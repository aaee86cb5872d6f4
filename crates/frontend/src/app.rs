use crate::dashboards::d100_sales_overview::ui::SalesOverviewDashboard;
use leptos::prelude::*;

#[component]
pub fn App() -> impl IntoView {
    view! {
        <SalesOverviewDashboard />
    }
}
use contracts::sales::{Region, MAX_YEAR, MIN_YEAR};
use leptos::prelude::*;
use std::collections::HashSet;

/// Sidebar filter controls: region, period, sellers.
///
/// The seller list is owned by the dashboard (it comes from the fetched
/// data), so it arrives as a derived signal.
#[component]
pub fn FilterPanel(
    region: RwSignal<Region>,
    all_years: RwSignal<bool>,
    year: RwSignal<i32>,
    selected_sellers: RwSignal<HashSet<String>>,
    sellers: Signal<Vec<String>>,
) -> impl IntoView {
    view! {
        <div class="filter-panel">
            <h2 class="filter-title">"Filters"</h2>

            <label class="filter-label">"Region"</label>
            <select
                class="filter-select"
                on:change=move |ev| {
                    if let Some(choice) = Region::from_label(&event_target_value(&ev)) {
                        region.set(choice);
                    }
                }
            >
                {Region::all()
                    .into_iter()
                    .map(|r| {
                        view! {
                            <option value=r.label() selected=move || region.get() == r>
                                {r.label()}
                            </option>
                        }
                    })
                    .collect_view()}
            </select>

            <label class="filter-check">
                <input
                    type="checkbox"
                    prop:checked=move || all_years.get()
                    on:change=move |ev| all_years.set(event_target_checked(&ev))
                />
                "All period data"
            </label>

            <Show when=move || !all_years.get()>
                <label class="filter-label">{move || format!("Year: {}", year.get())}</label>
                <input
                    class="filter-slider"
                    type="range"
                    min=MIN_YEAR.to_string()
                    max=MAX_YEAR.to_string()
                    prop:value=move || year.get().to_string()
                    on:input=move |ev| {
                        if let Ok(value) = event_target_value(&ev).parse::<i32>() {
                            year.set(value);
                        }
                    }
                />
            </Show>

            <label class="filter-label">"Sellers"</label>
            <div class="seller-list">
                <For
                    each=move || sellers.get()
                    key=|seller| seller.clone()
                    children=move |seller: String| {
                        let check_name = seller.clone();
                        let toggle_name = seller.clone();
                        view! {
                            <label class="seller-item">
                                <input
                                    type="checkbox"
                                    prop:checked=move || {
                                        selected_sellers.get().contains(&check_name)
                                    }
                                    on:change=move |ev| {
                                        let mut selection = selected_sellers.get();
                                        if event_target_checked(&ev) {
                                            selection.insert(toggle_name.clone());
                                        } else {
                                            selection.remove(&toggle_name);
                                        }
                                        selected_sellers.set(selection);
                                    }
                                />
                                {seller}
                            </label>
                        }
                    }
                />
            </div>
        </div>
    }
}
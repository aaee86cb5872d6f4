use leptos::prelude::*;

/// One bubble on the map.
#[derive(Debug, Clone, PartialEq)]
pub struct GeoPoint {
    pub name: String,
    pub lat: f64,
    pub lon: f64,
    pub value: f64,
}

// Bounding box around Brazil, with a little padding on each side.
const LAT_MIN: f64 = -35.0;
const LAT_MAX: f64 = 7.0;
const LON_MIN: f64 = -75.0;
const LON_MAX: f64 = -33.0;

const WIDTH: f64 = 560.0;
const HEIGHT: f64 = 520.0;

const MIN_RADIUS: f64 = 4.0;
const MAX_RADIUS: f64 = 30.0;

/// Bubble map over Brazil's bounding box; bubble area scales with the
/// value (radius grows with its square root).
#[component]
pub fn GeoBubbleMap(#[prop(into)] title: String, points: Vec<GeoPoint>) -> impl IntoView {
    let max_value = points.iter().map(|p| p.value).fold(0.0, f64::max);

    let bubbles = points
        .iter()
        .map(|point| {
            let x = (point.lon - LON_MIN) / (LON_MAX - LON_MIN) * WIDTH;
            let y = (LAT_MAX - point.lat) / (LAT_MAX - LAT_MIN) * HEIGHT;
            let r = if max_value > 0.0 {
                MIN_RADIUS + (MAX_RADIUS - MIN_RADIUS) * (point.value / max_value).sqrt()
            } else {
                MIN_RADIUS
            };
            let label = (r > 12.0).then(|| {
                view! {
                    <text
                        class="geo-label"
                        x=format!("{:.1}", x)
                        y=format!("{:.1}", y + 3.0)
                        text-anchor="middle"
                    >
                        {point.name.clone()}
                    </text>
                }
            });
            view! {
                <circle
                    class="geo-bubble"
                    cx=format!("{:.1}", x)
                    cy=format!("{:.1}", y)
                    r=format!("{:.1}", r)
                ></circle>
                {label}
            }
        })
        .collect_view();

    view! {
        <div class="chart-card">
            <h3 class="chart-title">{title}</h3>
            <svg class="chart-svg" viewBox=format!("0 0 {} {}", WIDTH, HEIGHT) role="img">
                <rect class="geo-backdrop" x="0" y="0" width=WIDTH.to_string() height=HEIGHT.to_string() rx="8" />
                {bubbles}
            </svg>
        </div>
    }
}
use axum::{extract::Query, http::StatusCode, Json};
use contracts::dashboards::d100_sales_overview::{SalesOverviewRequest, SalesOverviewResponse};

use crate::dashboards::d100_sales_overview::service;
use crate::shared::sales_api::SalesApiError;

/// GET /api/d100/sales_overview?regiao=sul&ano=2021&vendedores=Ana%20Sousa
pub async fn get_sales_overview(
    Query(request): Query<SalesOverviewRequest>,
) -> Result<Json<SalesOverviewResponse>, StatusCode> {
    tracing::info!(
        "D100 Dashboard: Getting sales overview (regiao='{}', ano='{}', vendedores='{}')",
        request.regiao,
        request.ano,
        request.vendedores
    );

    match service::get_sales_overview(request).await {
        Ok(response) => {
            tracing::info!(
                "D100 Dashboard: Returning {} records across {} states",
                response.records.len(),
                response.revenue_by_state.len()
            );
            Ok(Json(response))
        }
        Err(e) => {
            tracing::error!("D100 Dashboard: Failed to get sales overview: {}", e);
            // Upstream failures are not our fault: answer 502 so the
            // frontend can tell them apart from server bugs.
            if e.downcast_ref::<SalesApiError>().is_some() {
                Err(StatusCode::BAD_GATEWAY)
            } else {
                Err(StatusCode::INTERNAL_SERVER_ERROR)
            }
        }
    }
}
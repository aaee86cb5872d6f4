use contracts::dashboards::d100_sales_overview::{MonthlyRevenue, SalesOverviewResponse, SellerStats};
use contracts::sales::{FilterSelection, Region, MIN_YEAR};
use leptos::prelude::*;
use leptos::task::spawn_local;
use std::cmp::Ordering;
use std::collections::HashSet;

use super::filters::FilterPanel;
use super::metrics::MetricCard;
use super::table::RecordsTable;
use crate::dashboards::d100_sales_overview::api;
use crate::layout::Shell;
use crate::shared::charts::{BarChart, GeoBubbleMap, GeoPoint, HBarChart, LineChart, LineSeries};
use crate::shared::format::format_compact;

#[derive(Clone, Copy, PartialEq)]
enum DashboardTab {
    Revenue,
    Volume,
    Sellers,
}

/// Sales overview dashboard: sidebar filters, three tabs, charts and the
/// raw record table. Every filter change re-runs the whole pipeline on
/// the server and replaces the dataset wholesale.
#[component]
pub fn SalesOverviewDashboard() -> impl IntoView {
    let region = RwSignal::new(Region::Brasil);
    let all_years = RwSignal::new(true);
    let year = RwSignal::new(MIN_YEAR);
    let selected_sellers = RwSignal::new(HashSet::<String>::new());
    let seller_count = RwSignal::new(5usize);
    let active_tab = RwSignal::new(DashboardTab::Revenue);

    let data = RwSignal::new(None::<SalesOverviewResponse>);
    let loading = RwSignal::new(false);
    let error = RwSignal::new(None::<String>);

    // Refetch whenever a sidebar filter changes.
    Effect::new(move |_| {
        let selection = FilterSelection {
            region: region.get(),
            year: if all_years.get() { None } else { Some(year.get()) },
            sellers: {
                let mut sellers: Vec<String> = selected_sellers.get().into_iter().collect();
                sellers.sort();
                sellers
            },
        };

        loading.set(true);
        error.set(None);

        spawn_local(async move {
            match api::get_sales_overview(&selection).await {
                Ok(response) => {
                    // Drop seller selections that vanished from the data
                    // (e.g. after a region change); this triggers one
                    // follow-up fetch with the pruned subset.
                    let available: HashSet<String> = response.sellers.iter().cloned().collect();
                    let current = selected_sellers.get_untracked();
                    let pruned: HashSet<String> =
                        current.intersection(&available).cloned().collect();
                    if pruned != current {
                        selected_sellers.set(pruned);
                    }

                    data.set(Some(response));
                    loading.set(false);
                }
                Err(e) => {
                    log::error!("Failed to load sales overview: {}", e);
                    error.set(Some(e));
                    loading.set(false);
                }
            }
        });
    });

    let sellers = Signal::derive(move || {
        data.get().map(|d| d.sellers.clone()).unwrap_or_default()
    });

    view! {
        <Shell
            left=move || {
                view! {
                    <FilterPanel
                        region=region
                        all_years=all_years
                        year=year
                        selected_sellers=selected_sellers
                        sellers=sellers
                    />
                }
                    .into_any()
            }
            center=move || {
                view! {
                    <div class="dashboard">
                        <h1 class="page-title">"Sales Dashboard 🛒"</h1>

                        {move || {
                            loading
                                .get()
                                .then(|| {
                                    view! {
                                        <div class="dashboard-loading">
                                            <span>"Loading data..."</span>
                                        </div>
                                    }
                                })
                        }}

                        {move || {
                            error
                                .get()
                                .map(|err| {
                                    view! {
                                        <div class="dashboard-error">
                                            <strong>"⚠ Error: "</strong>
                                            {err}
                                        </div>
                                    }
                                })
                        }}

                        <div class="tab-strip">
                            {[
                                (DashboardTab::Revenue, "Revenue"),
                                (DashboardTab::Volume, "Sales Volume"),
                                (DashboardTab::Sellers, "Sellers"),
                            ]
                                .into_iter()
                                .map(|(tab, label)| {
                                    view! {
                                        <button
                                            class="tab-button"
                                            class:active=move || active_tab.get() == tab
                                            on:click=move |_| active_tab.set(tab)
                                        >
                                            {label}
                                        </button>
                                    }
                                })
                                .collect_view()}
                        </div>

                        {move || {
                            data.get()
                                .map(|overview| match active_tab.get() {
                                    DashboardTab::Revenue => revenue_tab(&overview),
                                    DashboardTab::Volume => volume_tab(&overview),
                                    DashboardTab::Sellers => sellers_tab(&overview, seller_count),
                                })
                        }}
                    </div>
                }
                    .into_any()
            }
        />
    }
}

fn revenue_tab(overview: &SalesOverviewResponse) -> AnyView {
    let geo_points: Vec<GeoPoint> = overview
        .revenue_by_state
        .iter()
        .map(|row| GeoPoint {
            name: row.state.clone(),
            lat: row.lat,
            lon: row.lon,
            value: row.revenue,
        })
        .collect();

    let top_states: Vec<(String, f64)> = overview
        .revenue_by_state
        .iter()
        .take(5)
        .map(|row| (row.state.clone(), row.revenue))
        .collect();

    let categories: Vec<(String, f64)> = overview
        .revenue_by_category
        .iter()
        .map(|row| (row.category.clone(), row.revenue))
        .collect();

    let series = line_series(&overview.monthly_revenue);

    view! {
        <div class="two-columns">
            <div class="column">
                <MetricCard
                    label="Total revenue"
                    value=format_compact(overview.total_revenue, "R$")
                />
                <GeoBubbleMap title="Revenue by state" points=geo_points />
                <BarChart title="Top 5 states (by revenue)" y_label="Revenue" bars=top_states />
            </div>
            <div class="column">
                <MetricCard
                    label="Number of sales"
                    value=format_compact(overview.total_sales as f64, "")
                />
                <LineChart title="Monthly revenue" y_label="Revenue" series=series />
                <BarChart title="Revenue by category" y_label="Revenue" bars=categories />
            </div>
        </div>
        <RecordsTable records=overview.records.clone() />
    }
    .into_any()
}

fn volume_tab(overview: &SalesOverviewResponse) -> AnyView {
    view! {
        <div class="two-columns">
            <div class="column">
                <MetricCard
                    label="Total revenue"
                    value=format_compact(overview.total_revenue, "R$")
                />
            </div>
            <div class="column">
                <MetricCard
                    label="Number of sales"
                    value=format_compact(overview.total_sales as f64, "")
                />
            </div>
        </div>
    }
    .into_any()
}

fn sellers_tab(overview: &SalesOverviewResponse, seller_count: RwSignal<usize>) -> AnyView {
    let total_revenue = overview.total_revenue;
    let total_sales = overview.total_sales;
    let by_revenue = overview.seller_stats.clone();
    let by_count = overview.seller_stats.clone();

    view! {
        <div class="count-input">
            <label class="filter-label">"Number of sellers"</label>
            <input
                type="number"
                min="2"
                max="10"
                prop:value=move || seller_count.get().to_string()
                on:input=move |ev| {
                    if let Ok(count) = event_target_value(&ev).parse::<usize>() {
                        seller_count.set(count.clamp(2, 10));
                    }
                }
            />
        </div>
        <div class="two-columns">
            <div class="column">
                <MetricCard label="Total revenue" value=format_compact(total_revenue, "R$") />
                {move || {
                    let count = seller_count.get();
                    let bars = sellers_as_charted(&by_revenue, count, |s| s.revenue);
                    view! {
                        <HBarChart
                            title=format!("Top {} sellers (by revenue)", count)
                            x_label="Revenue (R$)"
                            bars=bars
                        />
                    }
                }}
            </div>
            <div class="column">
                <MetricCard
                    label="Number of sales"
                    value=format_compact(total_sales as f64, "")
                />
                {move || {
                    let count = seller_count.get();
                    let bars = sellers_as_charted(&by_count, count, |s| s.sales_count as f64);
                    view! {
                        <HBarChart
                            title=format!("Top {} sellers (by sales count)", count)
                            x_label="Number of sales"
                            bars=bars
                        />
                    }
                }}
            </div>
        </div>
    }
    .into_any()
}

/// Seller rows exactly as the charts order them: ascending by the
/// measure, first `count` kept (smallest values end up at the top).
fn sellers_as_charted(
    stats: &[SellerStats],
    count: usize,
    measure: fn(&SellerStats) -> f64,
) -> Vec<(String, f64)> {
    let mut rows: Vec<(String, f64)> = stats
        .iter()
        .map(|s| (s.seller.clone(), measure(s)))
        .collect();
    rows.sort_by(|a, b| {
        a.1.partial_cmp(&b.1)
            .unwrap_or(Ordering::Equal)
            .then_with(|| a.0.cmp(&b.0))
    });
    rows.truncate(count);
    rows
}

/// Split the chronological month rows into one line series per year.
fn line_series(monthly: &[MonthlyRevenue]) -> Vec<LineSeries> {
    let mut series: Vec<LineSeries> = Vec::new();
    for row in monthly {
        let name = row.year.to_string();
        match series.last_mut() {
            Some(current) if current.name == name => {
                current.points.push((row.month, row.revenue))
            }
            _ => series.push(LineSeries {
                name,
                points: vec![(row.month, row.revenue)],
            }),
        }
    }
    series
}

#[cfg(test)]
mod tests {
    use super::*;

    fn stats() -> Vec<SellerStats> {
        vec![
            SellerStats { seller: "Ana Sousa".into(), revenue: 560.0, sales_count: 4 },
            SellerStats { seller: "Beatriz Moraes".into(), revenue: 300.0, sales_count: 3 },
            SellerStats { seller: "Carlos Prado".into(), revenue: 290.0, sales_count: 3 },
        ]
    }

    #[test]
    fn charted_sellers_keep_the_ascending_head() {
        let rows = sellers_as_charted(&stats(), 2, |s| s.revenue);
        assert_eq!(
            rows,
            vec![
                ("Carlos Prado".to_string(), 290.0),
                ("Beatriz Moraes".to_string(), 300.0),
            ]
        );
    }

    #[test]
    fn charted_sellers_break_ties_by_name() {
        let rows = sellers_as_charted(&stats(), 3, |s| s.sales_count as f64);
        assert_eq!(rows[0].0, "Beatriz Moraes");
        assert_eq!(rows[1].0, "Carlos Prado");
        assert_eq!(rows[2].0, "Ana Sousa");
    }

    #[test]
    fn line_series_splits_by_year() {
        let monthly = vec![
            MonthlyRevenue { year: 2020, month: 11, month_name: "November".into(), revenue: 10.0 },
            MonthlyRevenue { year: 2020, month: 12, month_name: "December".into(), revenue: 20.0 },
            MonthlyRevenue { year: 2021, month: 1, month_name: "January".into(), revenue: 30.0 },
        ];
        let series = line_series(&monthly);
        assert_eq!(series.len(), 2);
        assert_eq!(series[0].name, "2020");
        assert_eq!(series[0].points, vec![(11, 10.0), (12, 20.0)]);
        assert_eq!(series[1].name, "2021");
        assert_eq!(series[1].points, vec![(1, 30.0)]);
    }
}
++++++++++++++++++++
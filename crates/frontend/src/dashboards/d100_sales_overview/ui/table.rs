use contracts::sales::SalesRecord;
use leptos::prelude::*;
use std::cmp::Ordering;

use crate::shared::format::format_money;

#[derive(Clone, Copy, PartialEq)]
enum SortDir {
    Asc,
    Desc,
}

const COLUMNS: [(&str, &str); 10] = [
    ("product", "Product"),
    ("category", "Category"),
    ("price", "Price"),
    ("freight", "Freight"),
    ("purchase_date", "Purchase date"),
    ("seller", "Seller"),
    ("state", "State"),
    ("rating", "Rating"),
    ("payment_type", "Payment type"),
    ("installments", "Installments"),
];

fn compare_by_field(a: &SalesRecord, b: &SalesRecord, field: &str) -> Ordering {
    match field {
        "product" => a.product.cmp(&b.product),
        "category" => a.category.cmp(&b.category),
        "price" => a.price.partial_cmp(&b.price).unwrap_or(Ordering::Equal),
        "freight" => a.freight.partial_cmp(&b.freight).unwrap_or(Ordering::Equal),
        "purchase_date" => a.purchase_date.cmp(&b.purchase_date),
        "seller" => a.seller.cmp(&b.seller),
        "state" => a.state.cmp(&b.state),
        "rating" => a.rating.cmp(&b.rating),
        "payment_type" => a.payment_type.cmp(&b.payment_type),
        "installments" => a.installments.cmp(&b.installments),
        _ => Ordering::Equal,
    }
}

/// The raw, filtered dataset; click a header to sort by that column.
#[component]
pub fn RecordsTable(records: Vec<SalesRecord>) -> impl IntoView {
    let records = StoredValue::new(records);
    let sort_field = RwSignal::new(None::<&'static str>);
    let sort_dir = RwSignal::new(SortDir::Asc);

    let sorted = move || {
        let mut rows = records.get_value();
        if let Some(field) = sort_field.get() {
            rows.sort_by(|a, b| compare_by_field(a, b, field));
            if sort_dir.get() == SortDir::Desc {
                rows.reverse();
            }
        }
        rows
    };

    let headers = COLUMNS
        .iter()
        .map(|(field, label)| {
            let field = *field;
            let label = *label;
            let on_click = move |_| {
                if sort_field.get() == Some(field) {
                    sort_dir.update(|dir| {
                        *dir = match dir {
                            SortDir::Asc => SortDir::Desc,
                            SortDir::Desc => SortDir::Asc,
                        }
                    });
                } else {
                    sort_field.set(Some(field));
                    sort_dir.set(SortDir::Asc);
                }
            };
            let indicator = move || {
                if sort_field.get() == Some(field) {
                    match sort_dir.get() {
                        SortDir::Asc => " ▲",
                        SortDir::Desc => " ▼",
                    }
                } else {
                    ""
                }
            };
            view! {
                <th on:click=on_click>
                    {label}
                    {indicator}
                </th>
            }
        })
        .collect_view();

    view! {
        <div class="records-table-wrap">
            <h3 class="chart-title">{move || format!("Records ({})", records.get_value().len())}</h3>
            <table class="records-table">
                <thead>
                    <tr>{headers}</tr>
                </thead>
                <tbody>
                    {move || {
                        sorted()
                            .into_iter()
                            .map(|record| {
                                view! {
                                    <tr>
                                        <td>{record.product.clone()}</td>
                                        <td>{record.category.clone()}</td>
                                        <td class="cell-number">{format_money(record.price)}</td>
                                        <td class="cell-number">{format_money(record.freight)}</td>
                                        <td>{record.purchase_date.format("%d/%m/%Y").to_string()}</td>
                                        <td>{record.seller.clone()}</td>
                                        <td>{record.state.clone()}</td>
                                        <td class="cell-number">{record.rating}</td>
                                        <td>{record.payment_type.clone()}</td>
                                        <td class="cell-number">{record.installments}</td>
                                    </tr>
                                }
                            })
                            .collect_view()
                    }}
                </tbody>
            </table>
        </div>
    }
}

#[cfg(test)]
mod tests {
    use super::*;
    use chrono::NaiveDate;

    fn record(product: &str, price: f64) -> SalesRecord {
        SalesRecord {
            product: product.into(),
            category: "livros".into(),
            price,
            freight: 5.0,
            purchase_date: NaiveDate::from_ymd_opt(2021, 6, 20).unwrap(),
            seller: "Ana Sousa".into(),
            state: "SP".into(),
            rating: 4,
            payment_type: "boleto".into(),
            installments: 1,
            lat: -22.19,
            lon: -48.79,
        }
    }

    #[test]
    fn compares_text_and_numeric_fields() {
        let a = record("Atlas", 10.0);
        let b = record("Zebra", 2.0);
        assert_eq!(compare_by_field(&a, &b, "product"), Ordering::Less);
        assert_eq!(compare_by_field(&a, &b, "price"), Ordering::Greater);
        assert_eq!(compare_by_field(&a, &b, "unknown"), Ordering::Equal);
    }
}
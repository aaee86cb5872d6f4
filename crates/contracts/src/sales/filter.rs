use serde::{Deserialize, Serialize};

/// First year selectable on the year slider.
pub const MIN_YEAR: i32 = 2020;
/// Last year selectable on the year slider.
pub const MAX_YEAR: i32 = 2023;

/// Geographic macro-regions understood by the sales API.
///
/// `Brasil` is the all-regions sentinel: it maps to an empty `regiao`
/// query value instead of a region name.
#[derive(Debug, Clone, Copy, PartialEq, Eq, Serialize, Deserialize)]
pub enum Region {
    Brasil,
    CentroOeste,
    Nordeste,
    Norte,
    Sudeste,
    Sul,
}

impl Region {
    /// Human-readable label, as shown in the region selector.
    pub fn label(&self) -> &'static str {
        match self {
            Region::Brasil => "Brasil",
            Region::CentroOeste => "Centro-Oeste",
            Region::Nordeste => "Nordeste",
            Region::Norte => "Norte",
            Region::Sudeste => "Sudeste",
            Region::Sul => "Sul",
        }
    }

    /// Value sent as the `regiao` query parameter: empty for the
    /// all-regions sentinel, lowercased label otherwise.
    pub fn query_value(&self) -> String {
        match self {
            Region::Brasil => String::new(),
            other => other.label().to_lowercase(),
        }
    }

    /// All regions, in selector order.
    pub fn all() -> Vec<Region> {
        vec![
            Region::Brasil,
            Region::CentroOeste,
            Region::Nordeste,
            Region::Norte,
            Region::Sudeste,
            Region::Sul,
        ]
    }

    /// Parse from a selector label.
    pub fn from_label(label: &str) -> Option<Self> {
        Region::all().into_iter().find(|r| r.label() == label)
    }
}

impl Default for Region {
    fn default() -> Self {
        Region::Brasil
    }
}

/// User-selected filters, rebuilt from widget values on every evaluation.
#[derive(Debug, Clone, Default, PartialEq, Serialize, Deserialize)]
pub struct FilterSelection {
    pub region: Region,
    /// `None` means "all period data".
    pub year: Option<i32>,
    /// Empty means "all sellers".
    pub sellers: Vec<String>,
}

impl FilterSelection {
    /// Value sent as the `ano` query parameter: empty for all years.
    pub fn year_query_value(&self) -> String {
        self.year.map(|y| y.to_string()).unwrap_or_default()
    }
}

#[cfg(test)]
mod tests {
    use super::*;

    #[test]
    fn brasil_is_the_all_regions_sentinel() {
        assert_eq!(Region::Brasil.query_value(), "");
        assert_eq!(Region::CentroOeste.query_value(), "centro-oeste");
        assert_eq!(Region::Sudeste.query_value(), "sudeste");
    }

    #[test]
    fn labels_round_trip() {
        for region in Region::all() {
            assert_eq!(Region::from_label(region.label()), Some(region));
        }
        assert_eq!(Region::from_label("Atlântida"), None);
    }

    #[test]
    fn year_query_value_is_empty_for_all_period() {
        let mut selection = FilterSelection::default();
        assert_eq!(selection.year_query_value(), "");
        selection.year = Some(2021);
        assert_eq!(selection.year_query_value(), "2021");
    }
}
++++++++++++++++++++
### [DESCRIPTION OF THE TASK]
Go through the material above and copy each line that holds the string "input".

### [PROBLEM SOLUTION]
                <input
                <input
                    on:input=move |ev| {
                                <input
        <div class="count-input">
            <input
                on:input=move |ev| {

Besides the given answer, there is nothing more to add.